Work instruction: Print exactly the lines below between the line holding "async fn clear_cart_lines(&mut" and the line holding "async fn get_order(&mut", inclusive, and nothing more.
** Opening Dataset extract block **
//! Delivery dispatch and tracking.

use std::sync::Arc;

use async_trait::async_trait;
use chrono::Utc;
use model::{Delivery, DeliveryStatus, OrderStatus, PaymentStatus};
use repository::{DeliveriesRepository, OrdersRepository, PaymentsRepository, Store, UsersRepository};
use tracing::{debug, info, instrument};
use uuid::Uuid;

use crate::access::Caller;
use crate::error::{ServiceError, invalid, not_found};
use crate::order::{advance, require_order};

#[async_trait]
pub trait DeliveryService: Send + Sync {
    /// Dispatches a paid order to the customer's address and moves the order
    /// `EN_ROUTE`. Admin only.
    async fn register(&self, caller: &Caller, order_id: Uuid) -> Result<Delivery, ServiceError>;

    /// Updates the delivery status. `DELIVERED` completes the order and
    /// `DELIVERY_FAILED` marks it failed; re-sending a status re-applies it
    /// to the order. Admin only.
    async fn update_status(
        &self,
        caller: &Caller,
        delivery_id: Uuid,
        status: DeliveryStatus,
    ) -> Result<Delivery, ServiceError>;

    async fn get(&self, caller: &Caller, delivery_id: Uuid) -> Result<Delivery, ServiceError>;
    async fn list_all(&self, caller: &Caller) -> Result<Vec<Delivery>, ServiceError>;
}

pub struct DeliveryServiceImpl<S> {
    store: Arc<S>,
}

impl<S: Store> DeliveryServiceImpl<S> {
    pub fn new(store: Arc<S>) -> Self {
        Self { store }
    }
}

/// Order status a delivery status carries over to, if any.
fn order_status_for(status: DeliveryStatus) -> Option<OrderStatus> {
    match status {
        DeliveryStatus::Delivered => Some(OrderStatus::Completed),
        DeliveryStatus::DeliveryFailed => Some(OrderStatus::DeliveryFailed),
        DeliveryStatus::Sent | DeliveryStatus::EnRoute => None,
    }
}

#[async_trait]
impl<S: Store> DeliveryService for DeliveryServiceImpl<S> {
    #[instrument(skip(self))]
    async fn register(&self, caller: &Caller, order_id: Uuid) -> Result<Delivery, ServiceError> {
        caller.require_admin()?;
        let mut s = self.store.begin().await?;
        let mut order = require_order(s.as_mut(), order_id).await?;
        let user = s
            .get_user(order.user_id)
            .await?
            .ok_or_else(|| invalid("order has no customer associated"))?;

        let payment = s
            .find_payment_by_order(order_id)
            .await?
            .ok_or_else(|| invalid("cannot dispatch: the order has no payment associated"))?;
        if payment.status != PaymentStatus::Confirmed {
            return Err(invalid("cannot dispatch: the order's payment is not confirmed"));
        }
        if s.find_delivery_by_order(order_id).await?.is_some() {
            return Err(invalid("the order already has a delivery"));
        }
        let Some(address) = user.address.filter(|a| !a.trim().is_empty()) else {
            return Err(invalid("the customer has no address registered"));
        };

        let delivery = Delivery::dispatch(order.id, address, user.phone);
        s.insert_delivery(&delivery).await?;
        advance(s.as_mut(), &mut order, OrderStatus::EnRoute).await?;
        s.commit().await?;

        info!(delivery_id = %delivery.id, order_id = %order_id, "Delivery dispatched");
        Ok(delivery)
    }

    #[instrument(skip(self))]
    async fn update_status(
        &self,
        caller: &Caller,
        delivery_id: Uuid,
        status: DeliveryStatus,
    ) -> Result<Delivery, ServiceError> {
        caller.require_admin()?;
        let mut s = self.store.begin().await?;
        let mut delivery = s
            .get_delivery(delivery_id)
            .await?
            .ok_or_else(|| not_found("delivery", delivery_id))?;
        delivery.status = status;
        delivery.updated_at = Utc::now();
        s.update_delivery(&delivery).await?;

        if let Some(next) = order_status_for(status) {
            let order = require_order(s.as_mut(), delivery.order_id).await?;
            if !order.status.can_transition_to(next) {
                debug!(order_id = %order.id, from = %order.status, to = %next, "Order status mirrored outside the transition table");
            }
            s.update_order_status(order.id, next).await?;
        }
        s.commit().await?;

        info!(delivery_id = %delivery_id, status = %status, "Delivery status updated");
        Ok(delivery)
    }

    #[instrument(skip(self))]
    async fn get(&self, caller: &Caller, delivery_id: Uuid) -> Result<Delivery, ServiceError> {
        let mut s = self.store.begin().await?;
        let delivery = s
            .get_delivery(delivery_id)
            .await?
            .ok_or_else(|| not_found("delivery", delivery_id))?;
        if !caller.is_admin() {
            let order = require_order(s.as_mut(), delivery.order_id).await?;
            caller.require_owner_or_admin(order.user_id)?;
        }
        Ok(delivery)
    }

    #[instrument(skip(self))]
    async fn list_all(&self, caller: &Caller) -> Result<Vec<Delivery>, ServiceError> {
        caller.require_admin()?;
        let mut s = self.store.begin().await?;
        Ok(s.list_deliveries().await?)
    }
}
** Closing Dataset extract block **
** Opening Dataset extract block **
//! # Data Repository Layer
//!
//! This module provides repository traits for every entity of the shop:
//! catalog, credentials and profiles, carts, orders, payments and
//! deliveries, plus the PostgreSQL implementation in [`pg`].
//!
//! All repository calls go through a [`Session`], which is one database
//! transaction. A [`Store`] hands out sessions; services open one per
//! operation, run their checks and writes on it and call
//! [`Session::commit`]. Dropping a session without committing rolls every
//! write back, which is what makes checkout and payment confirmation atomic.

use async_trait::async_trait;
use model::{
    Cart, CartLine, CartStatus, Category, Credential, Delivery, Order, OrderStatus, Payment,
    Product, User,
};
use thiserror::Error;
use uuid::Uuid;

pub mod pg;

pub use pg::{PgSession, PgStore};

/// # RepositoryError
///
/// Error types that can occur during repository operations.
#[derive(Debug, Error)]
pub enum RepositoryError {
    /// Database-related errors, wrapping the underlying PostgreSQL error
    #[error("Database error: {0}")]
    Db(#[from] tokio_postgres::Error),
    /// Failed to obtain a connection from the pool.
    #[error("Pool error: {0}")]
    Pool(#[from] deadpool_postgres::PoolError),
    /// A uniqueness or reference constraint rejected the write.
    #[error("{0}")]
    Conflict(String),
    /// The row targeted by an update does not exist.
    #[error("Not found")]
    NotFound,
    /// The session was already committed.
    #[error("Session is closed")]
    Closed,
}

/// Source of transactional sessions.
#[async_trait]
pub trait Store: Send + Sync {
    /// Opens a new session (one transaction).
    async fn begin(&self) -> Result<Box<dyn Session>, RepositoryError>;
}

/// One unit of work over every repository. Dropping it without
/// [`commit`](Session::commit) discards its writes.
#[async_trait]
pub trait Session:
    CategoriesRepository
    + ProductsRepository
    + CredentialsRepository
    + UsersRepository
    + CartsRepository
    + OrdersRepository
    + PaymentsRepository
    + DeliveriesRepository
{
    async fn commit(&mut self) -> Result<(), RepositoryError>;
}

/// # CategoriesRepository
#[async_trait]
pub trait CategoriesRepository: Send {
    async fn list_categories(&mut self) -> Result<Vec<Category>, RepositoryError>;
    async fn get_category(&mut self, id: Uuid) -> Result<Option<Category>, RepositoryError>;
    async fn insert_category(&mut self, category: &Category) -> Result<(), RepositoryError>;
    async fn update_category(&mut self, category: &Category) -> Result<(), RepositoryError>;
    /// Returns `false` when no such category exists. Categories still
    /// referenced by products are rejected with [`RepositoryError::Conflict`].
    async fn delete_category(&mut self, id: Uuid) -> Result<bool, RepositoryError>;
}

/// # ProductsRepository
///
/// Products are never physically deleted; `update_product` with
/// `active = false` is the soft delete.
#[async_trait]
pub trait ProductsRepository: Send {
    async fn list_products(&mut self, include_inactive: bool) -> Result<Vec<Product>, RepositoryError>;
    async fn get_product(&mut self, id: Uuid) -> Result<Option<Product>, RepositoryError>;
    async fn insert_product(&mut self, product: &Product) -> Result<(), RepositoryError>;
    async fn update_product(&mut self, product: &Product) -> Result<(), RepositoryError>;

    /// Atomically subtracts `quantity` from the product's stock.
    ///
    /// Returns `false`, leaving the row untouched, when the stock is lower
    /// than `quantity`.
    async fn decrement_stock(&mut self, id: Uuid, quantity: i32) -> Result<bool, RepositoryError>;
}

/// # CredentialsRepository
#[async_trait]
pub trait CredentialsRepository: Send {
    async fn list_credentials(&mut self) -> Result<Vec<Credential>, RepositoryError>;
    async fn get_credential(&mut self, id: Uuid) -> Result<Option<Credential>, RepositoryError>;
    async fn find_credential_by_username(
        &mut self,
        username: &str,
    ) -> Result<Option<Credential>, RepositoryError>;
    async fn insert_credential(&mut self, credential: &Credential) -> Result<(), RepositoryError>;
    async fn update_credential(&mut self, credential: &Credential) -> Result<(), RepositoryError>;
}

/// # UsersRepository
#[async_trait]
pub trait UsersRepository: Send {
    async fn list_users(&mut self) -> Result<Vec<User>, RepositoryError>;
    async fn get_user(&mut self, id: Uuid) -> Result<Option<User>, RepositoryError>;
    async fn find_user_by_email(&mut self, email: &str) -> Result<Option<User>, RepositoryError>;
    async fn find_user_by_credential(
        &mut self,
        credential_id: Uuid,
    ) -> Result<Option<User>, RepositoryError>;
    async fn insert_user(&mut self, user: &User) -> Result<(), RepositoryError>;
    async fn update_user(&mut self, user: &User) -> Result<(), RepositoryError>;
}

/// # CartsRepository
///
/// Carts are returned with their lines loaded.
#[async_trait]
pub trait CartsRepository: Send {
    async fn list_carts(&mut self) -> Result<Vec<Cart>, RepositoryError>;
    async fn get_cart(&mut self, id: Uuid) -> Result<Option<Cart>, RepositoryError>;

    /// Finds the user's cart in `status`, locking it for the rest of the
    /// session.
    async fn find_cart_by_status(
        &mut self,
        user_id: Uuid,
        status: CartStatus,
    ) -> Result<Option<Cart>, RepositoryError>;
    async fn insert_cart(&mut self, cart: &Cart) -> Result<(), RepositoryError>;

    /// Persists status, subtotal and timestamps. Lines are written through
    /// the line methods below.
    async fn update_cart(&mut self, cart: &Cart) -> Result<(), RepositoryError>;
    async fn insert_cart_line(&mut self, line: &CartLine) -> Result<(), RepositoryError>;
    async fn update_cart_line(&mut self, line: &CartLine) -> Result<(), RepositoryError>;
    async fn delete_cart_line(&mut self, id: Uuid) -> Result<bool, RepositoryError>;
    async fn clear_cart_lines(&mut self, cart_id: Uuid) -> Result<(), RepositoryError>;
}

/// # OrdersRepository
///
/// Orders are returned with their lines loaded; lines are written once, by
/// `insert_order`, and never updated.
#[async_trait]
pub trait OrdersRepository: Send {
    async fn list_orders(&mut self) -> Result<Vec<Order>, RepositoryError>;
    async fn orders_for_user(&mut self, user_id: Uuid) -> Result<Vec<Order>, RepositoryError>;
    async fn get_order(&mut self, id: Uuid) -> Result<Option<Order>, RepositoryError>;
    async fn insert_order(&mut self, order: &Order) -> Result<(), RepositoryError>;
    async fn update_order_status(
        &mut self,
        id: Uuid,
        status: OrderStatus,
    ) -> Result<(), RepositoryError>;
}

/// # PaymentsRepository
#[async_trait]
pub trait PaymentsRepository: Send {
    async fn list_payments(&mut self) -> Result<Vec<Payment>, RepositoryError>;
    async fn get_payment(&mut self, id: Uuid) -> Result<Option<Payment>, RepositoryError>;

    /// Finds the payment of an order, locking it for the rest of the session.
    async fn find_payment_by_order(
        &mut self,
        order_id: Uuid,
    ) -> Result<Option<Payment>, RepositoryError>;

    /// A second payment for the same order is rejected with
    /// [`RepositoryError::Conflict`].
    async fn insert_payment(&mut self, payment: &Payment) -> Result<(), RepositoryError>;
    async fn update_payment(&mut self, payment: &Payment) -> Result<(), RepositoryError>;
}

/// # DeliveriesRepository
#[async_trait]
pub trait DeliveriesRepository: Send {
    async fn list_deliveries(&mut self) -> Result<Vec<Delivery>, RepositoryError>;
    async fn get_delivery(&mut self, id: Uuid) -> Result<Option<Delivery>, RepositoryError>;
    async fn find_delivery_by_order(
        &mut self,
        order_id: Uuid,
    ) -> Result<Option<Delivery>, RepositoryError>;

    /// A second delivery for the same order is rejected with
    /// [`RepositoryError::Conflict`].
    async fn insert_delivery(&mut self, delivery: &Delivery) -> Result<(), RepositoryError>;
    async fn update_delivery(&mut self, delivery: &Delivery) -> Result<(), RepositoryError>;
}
** Closing Dataset extract block **
** Opening Dataset extract block **
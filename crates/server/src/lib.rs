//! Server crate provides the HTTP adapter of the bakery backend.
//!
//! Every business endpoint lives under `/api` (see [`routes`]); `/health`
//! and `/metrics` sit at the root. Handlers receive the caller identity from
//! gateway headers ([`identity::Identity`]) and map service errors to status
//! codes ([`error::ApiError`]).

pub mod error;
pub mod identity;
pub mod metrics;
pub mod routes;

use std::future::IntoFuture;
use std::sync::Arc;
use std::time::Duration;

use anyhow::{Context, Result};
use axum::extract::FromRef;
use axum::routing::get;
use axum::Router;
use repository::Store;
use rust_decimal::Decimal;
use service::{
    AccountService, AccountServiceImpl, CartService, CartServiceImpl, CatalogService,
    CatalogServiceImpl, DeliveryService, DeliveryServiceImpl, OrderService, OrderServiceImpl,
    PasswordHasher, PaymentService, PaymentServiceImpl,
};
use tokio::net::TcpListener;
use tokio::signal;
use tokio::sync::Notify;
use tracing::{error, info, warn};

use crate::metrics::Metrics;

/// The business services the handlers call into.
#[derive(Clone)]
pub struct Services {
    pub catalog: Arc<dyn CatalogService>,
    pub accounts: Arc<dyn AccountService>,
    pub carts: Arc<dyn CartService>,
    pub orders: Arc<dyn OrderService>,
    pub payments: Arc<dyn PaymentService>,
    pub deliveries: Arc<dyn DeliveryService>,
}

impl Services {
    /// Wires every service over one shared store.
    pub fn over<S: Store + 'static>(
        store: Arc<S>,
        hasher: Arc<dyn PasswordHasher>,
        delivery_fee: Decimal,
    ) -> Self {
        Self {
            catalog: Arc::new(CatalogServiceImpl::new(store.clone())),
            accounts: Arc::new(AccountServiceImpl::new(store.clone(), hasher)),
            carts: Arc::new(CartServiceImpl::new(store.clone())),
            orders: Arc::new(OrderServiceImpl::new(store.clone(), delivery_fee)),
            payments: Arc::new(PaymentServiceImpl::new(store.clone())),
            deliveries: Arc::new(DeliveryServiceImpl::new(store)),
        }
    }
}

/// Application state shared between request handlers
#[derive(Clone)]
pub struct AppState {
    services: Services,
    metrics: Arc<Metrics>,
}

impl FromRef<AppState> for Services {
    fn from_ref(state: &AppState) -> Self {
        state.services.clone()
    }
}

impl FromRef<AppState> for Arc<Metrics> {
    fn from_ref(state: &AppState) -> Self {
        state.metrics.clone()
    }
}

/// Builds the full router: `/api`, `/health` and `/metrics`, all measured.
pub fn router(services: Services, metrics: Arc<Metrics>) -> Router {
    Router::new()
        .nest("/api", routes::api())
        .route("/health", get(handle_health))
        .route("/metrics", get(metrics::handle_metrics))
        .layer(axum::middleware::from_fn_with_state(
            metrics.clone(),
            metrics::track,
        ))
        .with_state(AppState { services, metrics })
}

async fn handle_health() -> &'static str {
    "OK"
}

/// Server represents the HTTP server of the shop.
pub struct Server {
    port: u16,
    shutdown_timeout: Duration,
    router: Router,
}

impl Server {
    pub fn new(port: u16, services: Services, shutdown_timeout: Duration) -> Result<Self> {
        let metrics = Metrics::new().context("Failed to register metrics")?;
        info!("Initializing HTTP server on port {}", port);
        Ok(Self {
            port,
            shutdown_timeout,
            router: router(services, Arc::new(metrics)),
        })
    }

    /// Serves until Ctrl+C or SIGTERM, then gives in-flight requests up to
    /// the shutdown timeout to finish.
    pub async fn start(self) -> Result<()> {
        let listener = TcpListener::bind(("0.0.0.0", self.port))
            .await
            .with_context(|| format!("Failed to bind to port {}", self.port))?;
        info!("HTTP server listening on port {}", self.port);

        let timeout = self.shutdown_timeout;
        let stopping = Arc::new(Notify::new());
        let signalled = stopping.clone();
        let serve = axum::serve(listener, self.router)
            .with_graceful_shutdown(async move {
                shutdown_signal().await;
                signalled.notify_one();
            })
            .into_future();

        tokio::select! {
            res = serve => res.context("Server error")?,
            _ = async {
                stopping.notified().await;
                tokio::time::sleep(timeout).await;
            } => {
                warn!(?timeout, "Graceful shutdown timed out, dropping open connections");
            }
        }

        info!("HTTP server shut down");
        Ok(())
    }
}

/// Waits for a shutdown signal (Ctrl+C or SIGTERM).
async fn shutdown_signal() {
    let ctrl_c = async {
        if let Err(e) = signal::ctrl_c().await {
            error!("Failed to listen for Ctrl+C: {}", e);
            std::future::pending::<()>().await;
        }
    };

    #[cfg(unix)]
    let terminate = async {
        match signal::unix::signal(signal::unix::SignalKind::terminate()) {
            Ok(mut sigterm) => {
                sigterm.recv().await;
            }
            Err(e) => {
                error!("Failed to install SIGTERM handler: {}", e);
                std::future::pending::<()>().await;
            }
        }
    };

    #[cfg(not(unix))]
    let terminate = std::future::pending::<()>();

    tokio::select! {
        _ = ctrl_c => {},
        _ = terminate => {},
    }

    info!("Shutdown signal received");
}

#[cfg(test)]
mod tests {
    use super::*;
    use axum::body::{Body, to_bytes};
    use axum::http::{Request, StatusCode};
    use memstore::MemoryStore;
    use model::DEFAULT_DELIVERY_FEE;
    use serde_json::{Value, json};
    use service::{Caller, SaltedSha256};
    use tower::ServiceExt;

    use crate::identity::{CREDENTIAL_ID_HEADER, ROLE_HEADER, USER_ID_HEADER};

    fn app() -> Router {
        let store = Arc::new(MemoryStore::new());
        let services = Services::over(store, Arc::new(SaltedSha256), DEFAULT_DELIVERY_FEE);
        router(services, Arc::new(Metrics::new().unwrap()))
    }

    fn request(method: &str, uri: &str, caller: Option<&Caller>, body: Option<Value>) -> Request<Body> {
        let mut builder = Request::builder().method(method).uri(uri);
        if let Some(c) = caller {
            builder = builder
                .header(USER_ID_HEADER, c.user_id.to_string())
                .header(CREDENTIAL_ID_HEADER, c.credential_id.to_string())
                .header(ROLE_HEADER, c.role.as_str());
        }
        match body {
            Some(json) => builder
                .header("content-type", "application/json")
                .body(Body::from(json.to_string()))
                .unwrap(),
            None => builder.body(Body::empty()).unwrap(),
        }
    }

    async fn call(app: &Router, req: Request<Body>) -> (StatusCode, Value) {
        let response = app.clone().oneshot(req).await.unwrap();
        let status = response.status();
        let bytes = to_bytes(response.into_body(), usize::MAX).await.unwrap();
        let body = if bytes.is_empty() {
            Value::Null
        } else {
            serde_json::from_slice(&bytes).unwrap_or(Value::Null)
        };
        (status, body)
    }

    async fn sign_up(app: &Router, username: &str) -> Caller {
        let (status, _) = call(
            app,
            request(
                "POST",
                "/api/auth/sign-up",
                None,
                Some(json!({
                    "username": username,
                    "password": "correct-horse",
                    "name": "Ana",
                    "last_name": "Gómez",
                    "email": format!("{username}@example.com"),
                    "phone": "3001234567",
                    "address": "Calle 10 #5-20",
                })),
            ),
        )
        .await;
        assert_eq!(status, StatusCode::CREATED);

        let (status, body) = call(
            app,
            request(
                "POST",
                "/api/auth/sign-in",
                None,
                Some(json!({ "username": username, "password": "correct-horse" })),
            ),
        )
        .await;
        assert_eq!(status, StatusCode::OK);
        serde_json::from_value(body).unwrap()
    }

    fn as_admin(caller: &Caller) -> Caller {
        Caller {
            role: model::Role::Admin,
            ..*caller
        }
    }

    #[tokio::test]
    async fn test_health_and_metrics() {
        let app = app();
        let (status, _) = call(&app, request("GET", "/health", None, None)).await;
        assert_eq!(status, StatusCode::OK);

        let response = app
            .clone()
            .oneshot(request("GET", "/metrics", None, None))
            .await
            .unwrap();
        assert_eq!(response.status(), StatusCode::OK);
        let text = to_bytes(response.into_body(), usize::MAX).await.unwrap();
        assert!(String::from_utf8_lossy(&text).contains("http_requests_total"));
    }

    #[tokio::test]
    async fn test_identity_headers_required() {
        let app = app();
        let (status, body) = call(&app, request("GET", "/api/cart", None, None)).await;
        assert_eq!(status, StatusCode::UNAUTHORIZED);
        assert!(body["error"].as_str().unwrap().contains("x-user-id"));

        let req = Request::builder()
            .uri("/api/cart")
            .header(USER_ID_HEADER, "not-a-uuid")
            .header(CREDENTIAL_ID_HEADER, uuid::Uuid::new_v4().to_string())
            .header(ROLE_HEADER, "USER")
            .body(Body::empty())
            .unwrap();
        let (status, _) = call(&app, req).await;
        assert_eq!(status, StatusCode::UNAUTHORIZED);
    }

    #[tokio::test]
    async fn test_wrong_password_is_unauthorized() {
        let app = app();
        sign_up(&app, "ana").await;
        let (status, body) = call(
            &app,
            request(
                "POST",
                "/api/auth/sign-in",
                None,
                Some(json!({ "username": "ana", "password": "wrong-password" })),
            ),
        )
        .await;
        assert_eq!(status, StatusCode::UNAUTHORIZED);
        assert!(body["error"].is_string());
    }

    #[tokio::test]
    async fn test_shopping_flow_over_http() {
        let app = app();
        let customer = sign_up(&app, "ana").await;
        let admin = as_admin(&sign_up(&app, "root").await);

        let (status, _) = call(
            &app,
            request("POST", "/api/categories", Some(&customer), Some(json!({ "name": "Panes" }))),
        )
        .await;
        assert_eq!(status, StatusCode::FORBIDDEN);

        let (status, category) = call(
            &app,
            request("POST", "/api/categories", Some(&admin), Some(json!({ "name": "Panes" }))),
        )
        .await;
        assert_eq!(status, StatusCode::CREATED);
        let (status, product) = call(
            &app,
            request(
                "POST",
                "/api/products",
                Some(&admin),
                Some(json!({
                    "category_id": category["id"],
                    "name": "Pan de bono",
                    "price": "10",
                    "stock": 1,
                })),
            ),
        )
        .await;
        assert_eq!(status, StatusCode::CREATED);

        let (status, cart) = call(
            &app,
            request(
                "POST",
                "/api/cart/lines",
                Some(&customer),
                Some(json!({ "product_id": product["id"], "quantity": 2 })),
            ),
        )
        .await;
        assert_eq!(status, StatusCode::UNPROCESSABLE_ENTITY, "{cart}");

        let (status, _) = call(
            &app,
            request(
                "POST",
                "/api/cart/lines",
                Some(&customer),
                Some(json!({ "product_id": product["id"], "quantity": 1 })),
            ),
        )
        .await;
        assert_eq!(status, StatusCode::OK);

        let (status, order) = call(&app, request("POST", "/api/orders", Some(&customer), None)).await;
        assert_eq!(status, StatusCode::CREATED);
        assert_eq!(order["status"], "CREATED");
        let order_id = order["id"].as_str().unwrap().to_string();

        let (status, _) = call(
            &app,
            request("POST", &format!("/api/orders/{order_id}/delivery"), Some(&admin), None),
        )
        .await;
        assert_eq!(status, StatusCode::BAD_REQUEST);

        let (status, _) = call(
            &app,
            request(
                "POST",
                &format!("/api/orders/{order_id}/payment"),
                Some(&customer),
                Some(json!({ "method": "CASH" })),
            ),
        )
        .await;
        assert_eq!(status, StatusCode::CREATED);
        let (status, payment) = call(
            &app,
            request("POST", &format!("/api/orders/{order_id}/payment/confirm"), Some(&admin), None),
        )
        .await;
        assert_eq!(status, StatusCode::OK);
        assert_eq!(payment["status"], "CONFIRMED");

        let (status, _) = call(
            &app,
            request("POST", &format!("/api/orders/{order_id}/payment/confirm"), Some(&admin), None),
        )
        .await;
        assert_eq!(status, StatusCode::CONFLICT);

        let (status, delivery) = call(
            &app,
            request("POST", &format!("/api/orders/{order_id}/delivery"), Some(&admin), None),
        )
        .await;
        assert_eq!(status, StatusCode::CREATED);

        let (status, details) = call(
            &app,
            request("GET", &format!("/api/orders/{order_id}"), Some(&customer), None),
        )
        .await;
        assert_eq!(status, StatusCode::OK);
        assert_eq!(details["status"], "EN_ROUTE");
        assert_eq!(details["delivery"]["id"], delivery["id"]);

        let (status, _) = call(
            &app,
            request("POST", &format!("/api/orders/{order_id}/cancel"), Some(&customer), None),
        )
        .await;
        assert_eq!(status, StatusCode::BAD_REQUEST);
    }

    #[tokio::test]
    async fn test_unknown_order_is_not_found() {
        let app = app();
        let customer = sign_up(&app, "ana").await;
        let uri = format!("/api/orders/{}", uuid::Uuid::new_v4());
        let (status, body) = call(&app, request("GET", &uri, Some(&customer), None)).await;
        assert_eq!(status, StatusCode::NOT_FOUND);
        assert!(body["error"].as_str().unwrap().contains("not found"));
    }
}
** Closing Dataset extract block **
Answer:
    async fn clear_cart_lines(&mut self, cart_id: Uuid) -> Result<(), RepositoryError>;
}

/// # OrdersRepository
///
/// Orders are returned with their lines loaded; lines are written once, by
/// `insert_order`, and never updated.
#[async_trait]
pub trait OrdersRepository: Send {
    async fn list_orders(&mut self) -> Result<Vec<Order>, RepositoryError>;
    async fn orders_for_user(&mut self, user_id: Uuid) -> Result<Vec<Order>, RepositoryError>;
    async fn get_order(&mut self, id: Uuid) -> Result<Option<Order>, RepositoryError>;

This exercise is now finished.